Each week, the show broadcasts from another location around New York City, often at the Virgin Records store in Union Square. Following a decline in the show's relevance, popular Survivor contestant Jenna Lewis was hired to host the show in 2001. After her departure from the show, from 2002 to 2006, the show was usually hosted by either Rachel Perry, Bradford How, or Aamer Haleem, but occasionally another VJ would fill in.

The show became known as the VSPOT Top 20 Video Countdown on April 7, 2006, at which time it received a new on-air look, a new studio at the MTV headquarters in Times Square (where TRL located at), and a new host, Matt Pinfield, the venerable VJ from MTV and MTV2 in the 1990s and former host of MTV's 120 Minutes. In a fundamental change from the show's older format of compiling the top 20 videos of the week, Online votes determined the entire order of the countdown. Fan participation was introduced via VSPOT, VH1's online music video outlet. Also as part of the change, VH1 temporarily moved the show's first airing of the week to Friday evenings instead of Saturday mornings. On the week of July 15, 2006, the show stopped airing on Friday evenings.

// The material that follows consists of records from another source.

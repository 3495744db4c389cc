//! Stress runs for livemodel.
//!
//! These drive the identity map, the lifecycle and the query cache from
//! several threads at once and report throughput.

use crate::fixtures::PERSON;
use livemodel_core::{Database, Key, SaveResult};
use std::sync::atomic::{AtomicUsize, Ordering};
use std::sync::Arc;
use std::thread;
use std::time::{Duration, Instant};

/// Result of a stress test run.
#[derive(Debug, Clone)]
pub struct StressTestResult {
    /// Total operations performed.
    pub total_ops: usize,
    /// Successful operations.
    pub successful_ops: usize,
    /// Failed operations.
    pub failed_ops: usize,
    /// Total duration.
    pub duration: Duration,
    /// Operations per second.
    pub ops_per_second: f64,
}

impl StressTestResult {
    /// Creates a new result.
    pub fn new(successful: usize, failed: usize, duration: Duration) -> Self {
        let total = successful + failed;
        let ops_per_second = if duration.as_secs_f64() > 0.0 {
            total as f64 / duration.as_secs_f64()
        } else {
            0.0
        };

        Self {
            total_ops: total,
            successful_ops: successful,
            failed_ops: failed,
            duration,
            ops_per_second,
        }
    }

    /// Prints a summary of the run.
    pub fn print_summary(&self, name: &str) {
        println!("\n=== {name} ===");
        println!("Total operations: {}", self.total_ops);
        println!("Successful: {}", self.successful_ops);
        println!("Failed: {}", self.failed_ops);
        println!("Duration: {:?}", self.duration);
        println!("Throughput: {:.2} ops/sec", self.ops_per_second);
    }
}

/// Configuration for stress runs.
#[derive(Debug, Clone)]
pub struct StressConfig {
    /// Operations per run, split across threads.
    pub operations: usize,
    /// Number of concurrent threads.
    pub threads: usize,
    /// Number of distinct `person` keys touched.
    pub key_count: usize,
}

impl Default for StressConfig {
    fn default() -> Self {
        Self {
            operations: 4_000,
            threads: 4,
            key_count: 64,
        }
    }
}

fn key_for(i: usize, config: &StressConfig) -> Key {
    Key::Integer((i % config.key_count.max(1)) as i64 + 1)
}

fn run_threads<F>(config: &StressConfig, op: F) -> StressTestResult
where
    F: Fn(usize) -> bool + Send + Sync + 'static,
{
    let op = Arc::new(op);
    let successful = Arc::new(AtomicUsize::new(0));
    let failed = Arc::new(AtomicUsize::new(0));
    let threads = config.threads.max(1);
    let ops_per_thread = config.operations / threads;

    let start = Instant::now();
    let handles: Vec<_> = (0..threads)
        .map(|t| {
            let op = Arc::clone(&op);
            let successful = Arc::clone(&successful);
            let failed = Arc::clone(&failed);
            thread::spawn(move || {
                for i in 0..ops_per_thread {
                    if op(t * ops_per_thread + i) {
                        successful.fetch_add(1, Ordering::Relaxed);
                    } else {
                        failed.fetch_add(1, Ordering::Relaxed);
                    }
                }
            })
        })
        .collect();

    for handle in handles {
        if handle.join().is_err() {
            failed.fetch_add(ops_per_thread, Ordering::Relaxed);
        }
    }

    StressTestResult::new(
        successful.load(Ordering::Relaxed),
        failed.load(Ordering::Relaxed),
        start.elapsed(),
    )
}

/// Looks up `person` keys from every thread.
///
/// An operation fails if the lookup errors, or if two lookups of one key
/// return different objects while the first is still held.
pub fn stress_identity_lookups(db: Arc<Database>, config: &StressConfig) -> StressTestResult {
    let cfg = config.clone();
    run_threads(config, move |i| {
        let key = key_for(i, &cfg);
        let first = db.instance_with_key(PERSON, key.clone(), true);
        let second = db.instance_with_key(PERSON, key, true);
        match (first, second) {
            (Ok(Some(a)), Ok(Some(b))) => a.ptr_eq(&b),
            _ => false,
        }
    })
}

/// Edits and saves `person` instances from every thread.
///
/// Threads share instances through the identity map, so concurrent saves of
/// one key race on the same object. Rows should exist beforehand: two
/// threads inserting the same new instance collide on the primary key. A
/// save counts as successful unless it errors or the channel rejects it.
pub fn stress_concurrent_saves(db: Arc<Database>, config: &StressConfig) -> StressTestResult {
    let cfg = config.clone();
    run_threads(config, move |i| {
        let Ok(Some(person)) = db.instance_with_key(PERSON, key_for(i, &cfg), true) else {
            return false;
        };
        if person.set("age", (i % 100) as i64).is_err() {
            return false;
        }
        matches!(
            db.save(&person),
            Ok(SaveResult::Succeeded | SaveResult::NoChanges)
        )
    })
}

/// Mixes cached queries with writes that invalidate them.
///
/// One operation in `write_every` saves an ignored field (`last_seen`),
/// which must not invalidate; one in `write_every * 4` saves `age`, which
/// must.
pub fn stress_cached_queries(
    db: Arc<Database>,
    config: &StressConfig,
    write_every: usize,
) -> StressTestResult {
    let cfg = config.clone();
    let write_every = write_every.max(1);
    run_threads(config, move |i| {
        if i % (write_every * 4) == 0 {
            let Ok(Some(person)) = db.instance_with_key(PERSON, key_for(i, &cfg), true) else {
                return false;
            };
            return person.set("age", (i % 90) as i64).is_ok() && db.save(&person).is_ok();
        }
        if i % write_every == 0 {
            let Ok(Some(person)) = db.instance_with_key(PERSON, key_for(i, &cfg), true) else {
                return false;
            };
            return person.set("last_seen", i as i64).is_ok() && db.save(&person).is_ok();
        }
        db.cached_instances_where(PERSON, "age >= ?", &[30.into()], &["last_seen"])
            .is_ok()
    })
}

On the September 16, 2006, episode, Pinfield announced that after being on the countdown for 20 weeks, a video would be retired. Before this time, videos could remain on the countdown for as long as seemed appropriate, though almost all were gone by the 24th week. One notable exception, however, was Keane's "Somewhere Only We Know", which remained in the countdown for 28 non-consecutive weeks in two countdown runs. The video did not reach the top 10 and its second wind was caused by the popularity of the VH1.com live version of the video.

After Pinfield did not show up for a few recordings of the show on October 7, 2006, former host Aamer Haleem returned to host the show once again. Starting the week of February 17, 2007, after a mass layoff of music producers at MTV Networks (now known as "Paramount Media Networks"), the show left the MTV studios and became broadcast from another location every week, as it was in the late 1990s and early 2000s (decade), starting at New York's Grand Central Terminal. Haleem continued to host the show every week from another location until August 4, 2007, when he hosted his last episode.

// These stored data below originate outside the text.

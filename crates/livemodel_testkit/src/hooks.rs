//! Hooks that record every call.

use livemodel_codec::Value;
use livemodel_core::{CoreError, CoreResult, Instance, Key, ModelHooks};
use parking_lot::Mutex;
use std::sync::atomic::{AtomicBool, Ordering};

/// One recorded hook call.
#[derive(Debug, Clone, PartialEq)]
pub enum HookEvent {
    /// `did_init`
    Init(Key),
    /// `should_insert`
    ShouldInsert(Key),
    /// `should_update`
    ShouldUpdate(Key),
    /// `should_delete`
    ShouldDelete(Key),
    /// `did_insert`
    Inserted(Key),
    /// `did_update`
    Updated(Key),
    /// `did_delete`
    Deleted(Key),
    /// `save_was_refused`
    Refused(Key),
    /// `save_did_fail`, with the error message.
    Failed(Key, String),
    /// `resolve_conflict`, with the field and the database value.
    Conflict(Key, String, Value),
}

impl HookEvent {
    /// The key of the instance the hook was called for.
    pub fn key(&self) -> &Key {
        match self {
            HookEvent::Init(k)
            | HookEvent::ShouldInsert(k)
            | HookEvent::ShouldUpdate(k)
            | HookEvent::ShouldDelete(k)
            | HookEvent::Inserted(k)
            | HookEvent::Updated(k)
            | HookEvent::Deleted(k)
            | HookEvent::Refused(k)
            | HookEvent::Failed(k, _)
            | HookEvent::Conflict(k, _, _) => k,
        }
    }
}

/// How [`RecordingHooks`] answers `resolve_conflict`.
#[derive(Debug, Clone, Default, PartialEq)]
pub enum ConflictPolicy {
    /// Leave the conflict unresolved, which aborts the reload.
    #[default]
    Refuse,
    /// Keep the locally edited value.
    KeepLocal,
    /// Take the database value.
    TakeDatabase,
    /// Use this value.
    Value(Value),
}

/// Hooks that record every call and can be told to refuse.
///
/// # Example
///
/// ```rust
/// use livemodel_testkit::{HookEvent, RecordingHooks, TestDatabase, TestOptions, PERSON};
/// use std::sync::Arc;
///
/// let hooks = Arc::new(RecordingHooks::new());
/// let db = TestDatabase::memory_with(TestOptions::default().person_hooks(hooks.clone()));
///
/// let ann = db.instance_with_key(PERSON, 1, true).unwrap().unwrap();
/// hooks.refuse_inserts(true);
/// db.save(&ann).unwrap();
/// assert_eq!(hooks.count(|e| matches!(e, HookEvent::Refused(_))), 1);
/// ```
#[derive(Debug, Default)]
pub struct RecordingHooks {
    events: Mutex<Vec<HookEvent>>,
    refuse_inserts: AtomicBool,
    refuse_updates: AtomicBool,
    refuse_deletes: AtomicBool,
    conflicts: Mutex<ConflictPolicy>,
}

impl RecordingHooks {
    /// Creates hooks that approve everything and refuse conflicts.
    pub fn new() -> Self {
        Self::default()
    }

    /// Creates hooks with the given conflict policy.
    pub fn with_conflict_policy(policy: ConflictPolicy) -> Self {
        let hooks = Self::default();
        hooks.set_conflict_policy(policy);
        hooks
    }

    /// Makes `should_insert` decline.
    pub fn refuse_inserts(&self, refuse: bool) {
        self.refuse_inserts.store(refuse, Ordering::SeqCst);
    }

    /// Makes `should_update` decline.
    pub fn refuse_updates(&self, refuse: bool) {
        self.refuse_updates.store(refuse, Ordering::SeqCst);
    }

    /// Makes `should_delete` decline.
    pub fn refuse_deletes(&self, refuse: bool) {
        self.refuse_deletes.store(refuse, Ordering::SeqCst);
    }

    /// Changes the conflict policy.
    pub fn set_conflict_policy(&self, policy: ConflictPolicy) {
        *self.conflicts.lock() = policy;
    }

    /// Every call so far, in order.
    pub fn events(&self) -> Vec<HookEvent> {
        self.events.lock().clone()
    }

    /// Number of calls matching `predicate`.
    pub fn count(&self, predicate: impl Fn(&HookEvent) -> bool) -> usize {
        self.events.lock().iter().filter(|e| predicate(e)).count()
    }

    /// Forgets recorded calls.
    pub fn clear(&self) {
        self.events.lock().clear();
    }

    fn record(&self, event: HookEvent) {
        self.events.lock().push(event);
    }
}

impl ModelHooks for RecordingHooks {
    fn did_init(&self, instance: &Instance) {
        self.record(HookEvent::Init(instance.key().clone()));
    }

    fn should_insert(&self, instance: &Instance) -> bool {
        self.record(HookEvent::ShouldInsert(instance.key().clone()));
        !self.refuse_inserts.load(Ordering::SeqCst)
    }

    fn should_update(&self, instance: &Instance) -> bool {
        self.record(HookEvent::ShouldUpdate(instance.key().clone()));
        !self.refuse_updates.load(Ordering::SeqCst)
    }

    fn should_delete(&self, instance: &Instance) -> bool {
        self.record(HookEvent::ShouldDelete(instance.key().clone()));
        !self.refuse_deletes.load(Ordering::SeqCst)
    }

    fn did_insert(&self, instance: &Instance) {
        self.record(HookEvent::Inserted(instance.key().clone()));
    }

    fn did_update(&self, instance: &Instance) {
        self.record(HookEvent::Updated(instance.key().clone()));
    }

    fn did_delete(&self, instance: &Instance) {
        self.record(HookEvent::Deleted(instance.key().clone()));
    }

    fn save_was_refused(&self, instance: &Instance) {
        self.record(HookEvent::Refused(instance.key().clone()));
    }

    fn save_did_fail(&self, instance: &Instance, error: &CoreError) {
        self.record(HookEvent::Failed(instance.key().clone(), error.to_string()));
    }

    fn resolve_conflict(
        &self,
        instance: &Instance,
        field: &str,
        database_value: &Value,
    ) -> CoreResult<Value> {
        self.record(HookEvent::Conflict(
            instance.key().clone(),
            field.to_string(),
            database_value.clone(),
        ));
        let policy = self.conflicts.lock().clone();
        match policy {
            ConflictPolicy::Refuse => Err(CoreError::UnresolvedConflict {
                model: instance.model_name().to_string(),
                key: instance.key().clone(),
                field: field.to_string(),
            }),
            ConflictPolicy::KeepLocal => instance.get(field),
            ConflictPolicy::TakeDatabase => Ok(database_value.clone()),
            ConflictPolicy::Value(value) => Ok(value),
        }
    }
}

#[cfg(test)]
mod tests {
    use super::*;
    use crate::fixtures::{TestDatabase, TestOptions, PERSON};
    use std::sync::Arc;

    fn recorded() -> (TestDatabase, Arc<RecordingHooks>) {
        let hooks = Arc::new(RecordingHooks::new());
        let db = TestDatabase::memory_with(TestOptions::default().person_hooks(hooks.clone()));
        (db, hooks)
    }

    #[test]
    fn lifecycle_calls_are_recorded_in_order() {
        let (db, hooks) = recorded();
        let ann = db.instance_with_key(PERSON, 1, true).unwrap().unwrap();
        db.save(&ann).unwrap();
        ann.set("name", "Ann").unwrap();
        db.save(&ann).unwrap();
        db.delete(&ann).unwrap();

        let key = Key::Integer(1);
        assert_eq!(
            hooks.events(),
            vec![
                HookEvent::Init(key.clone()),
                HookEvent::ShouldInsert(key.clone()),
                HookEvent::Inserted(key.clone()),
                HookEvent::ShouldUpdate(key.clone()),
                HookEvent::Updated(key.clone()),
                HookEvent::ShouldDelete(key.clone()),
                HookEvent::Deleted(key),
            ]
        );
    }

    #[test]
    fn keep_local_policy_survives_reload() {
        let (db, hooks) = recorded();
        hooks.set_conflict_policy(ConflictPolicy::KeepLocal);
        db.insert_person(1, "a", None);

        let ann = db.instance_with_key(PERSON, 1, false).unwrap().unwrap();
        ann.set("name", "local").unwrap();
        db.external_write("UPDATE people SET name = 'remote' WHERE id = 1", &[]);
        db.data_was_updated_externally(&PERSON.into()).unwrap();

        assert_eq!(ann.get("name").unwrap(), Value::from("local"));
        assert_eq!(ann.persisted("name").unwrap(), Value::from("remote"));
        assert_eq!(hooks.count(|e| matches!(e, HookEvent::Conflict(..))), 1);
    }

    #[test]
    fn clear_forgets_events() {
        let (db, hooks) = recorded();
        let _ann = db.instance_with_key(PERSON, 1, true).unwrap().unwrap();
        let events = hooks.events();
        assert_eq!(events.len(), 1);
        assert_eq!(events[0].key(), &Key::Integer(1));
        hooks.clear();
        assert!(hooks.events().is_empty());
    }
}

Alison Becker became the new host on August 11, 2007. Around this time, the VSPOT online video center was renamed to "Video.VH1.com," so the series regained its original title, VH1 Top 20 Video Countdown. Since then, each episode has usually featured one or two interviews with all celebrities of latest notoriety who either have a video, movie, or TV show of interest at the time. The countdown sometimes has videos high in its countdown despite virtually no radio airplay for the song. One example is Bret Michaels' Go That Far which was directed by Shane Stanley. This video spent twelve weeks on the countdown and bowed out at #7. The video supported Michaels' show Rock of Love which is shown on the network.

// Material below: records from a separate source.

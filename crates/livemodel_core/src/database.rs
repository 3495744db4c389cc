//! Database facade.

use crate::cache::QueryCache;
use crate::config::Config;
use crate::error::{CoreError, CoreResult};
use crate::identity::IdentityMap;
use crate::instance::{Instance, InstanceData};
use crate::model::{Model, ModelDef, ModelRegistry};
use crate::notify::ChangeFeed;
use crate::schema::{quote_ident, ModelSchema};
use crate::stats::DatabaseStats;
use crate::types::Key;
use livemodel_channel::{ResultSet, Row, SqliteChannel, SqliteConfig, StatementChannel};
use livemodel_codec::{DefaultRowCodec, FieldInfo, RowCodec, Value};
use parking_lot::RwLock;
use std::path::Path;
use std::sync::Arc;
use tracing::{debug, error, trace, warn};

/// How many fresh keys [`Database::new_instance`] tries before giving up.
pub const MAX_KEY_GENERATION_ATTEMPTS: usize = 100;

/// The main database handle.
///
/// `Database` owns the statement channel and every piece of shared runtime
/// state: the model registry, the identity map, the query cache and the
/// change feed. It is `Send + Sync`; share it between threads with an
/// `Arc`.
///
/// # Opening a Database
///
/// ```rust
/// use livemodel_core::{Database, ModelDef};
///
/// let db = Database::open_in_memory().unwrap();
/// db.execute_update_query(
///     None,
///     "CREATE TABLE people (id INTEGER PRIMARY KEY, name TEXT NOT NULL DEFAULT '')",
///     &[],
///     false,
/// )
/// .unwrap();
/// db.register_model(ModelDef::new("person").table("people")).unwrap();
///
/// let alice = db.instance_with_key("person", 1, true).unwrap().unwrap();
/// alice.set("name", "Alice").unwrap();
/// db.save(&alice).unwrap();
///
/// db.close().unwrap();
/// ```
///
/// # Closing
///
/// After [`Database::close`], mutating operations fail with
/// [`CoreError::DatabaseClosed`] and read operations return empty results.
pub struct Database {
    /// Configuration.
    pub(crate) config: Config,
    /// Serialized path to the store.
    channel: Arc<dyn StatementChannel>,
    /// Column value conversion.
    codec: Arc<dyn RowCodec>,
    /// Registered models.
    pub(crate) models: ModelRegistry,
    /// Live instances.
    pub(crate) identity: IdentityMap,
    /// Memoized queries and objects.
    pub(crate) cache: QueryCache,
    /// Subscribers.
    pub(crate) feed: ChangeFeed,
    /// Counters.
    pub(crate) stats: DatabaseStats,
    /// Whether the database is open.
    is_open: RwLock<bool>,
}
//! Change feed distributing notifications to subscribers.
//!
//! # Usage
//!
//! ```rust,ignore
//! let all = db.subscribe();
//! let people = db.subscribe_to("person");
//!
//! std::thread::spawn(move || {
//!     while let Ok(note) = people.recv() {
//!         println!("{:?} on {} instances", note.kind, note.instances.len());
//!     }
//! });
//! ```

use super::change::{ChangeKind, ChangeNotification};
use crate::instance::Instance;
use parking_lot::RwLock;
use std::collections::BTreeSet;
use std::sync::atomic::{AtomicU64, Ordering};
use std::sync::mpsc::{self, Receiver, Sender};

struct Subscriber {
    model: Option<String>,
    tx: Sender<ChangeNotification>,
}

/// Distributes change notifications to subscribers.
///
/// The feed:
/// - delivers in emission order to each subscriber
/// - supports any number of subscribers, filtered by model or not
/// - drops subscribers whose receiver is gone
/// - keeps no history, since notifications hold instances alive
pub(crate) struct ChangeFeed {
    subscribers: RwLock<Vec<Subscriber>>,
    sequence: AtomicU64,
}

impl ChangeFeed {
    pub(crate) fn new() -> Self {
        Self {
            subscribers: RwLock::new(Vec::new()),
            sequence: AtomicU64::new(0),
        }
    }

    /// Subscribes to notifications for every model.
    pub(crate) fn subscribe(&self) -> Receiver<ChangeNotification> {
        self.add(None)
    }

    /// Subscribes to notifications for one model (exact name match).
    pub(crate) fn subscribe_to(&self, model: &str) -> Receiver<ChangeNotification> {
        self.add(Some(model.to_string()))
    }

    fn add(&self, model: Option<String>) -> Receiver<ChangeNotification> {
        let (tx, rx) = mpsc::channel();
        self.subscribers.write().push(Subscriber { model, tx });
        rx
    }

    /// Emits one notification. Returns its sequence number.
    pub(crate) fn emit(
        &self,
        model: &str,
        kind: ChangeKind,
        instances: Vec<Instance>,
        changed_fields: BTreeSet<String>,
    ) -> u64 {
        let sequence = self.sequence.fetch_add(1, Ordering::SeqCst) + 1;
        let note = ChangeNotification {
            sequence,
            model: model.to_string(),
            kind,
            instances,
            changed_fields,
        };

        let mut subscribers = self.subscribers.write();
        subscribers.retain(|s| match &s.model {
            Some(m) if m != model => true,
            _ => s.tx.send(note.clone()).is_ok(),
        });
        sequence
    }

    /// Number of active subscribers.
    pub(crate) fn subscriber_count(&self) -> usize {
        self.subscribers.read().len()
    }

    /// Disconnects every subscriber.
    pub(crate) fn close(&self) {
        self.subscribers.write().clear();
    }
}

David Cook and David Archuleta, the winner and runner-up of American Idol season 7 were the first guest stars to introduce their own music video at the #1 spot. David Archuleta introduced his video "Crush" on November 15, 2008. The following Countdown on November 22, 2008,  Cook made a guest appearance to introduce his music video for "Light On" which was making its Countdown Debut at #1. Shinedown joined the group to introduce a song at #1 when their video for "Second Chance" was #1 on May 16, 2009. Introducing "Come Back To Me" at #1 on May 30, 2009, made David Cook the first to introduce two music videos at #1 on two occasions. Later in 2009 Daughtry introduced their music video for "No Surprise" at #1 on July 18, 2009, and British singer Jay Sean introduced his music video for "Down" at #1 on October 17, 2009. After four months of no one introducing their own video at #1, Adam Lambert would also join the group as he introduced his video, "Whataya Want from Me," at #1 on February 20, 2010. At VH1's Winter Wonderland Countdown Special, The Script introduced their video, Breakeven at #1 on March 6, 2010. For five months, no one had introduced their song at number one until August 21, 2010, where B.o.B introduced Airplanes at #1. Two months later, on October 9,  Bruno Mars introduced his #1 single, "Just the Way You Are," at #1. Following a four- to five-month absence of an artist introduction at #1, on February 26, 2011, Adele introduced "Rolling in the Deep" at #1. On November 5, 2011, Kelly Clarkson introduced "Mr. Know It All" at #1 after a nine-month absence. On March 24, 2012, Neon Hitch introduced "[[Ass Back Home]|Get Yourself Back Home]]" at #1. Since then there has been no one else to introduce their own videos at #1, but it is likely there will be more by looking at past Countdowns where this has occurred.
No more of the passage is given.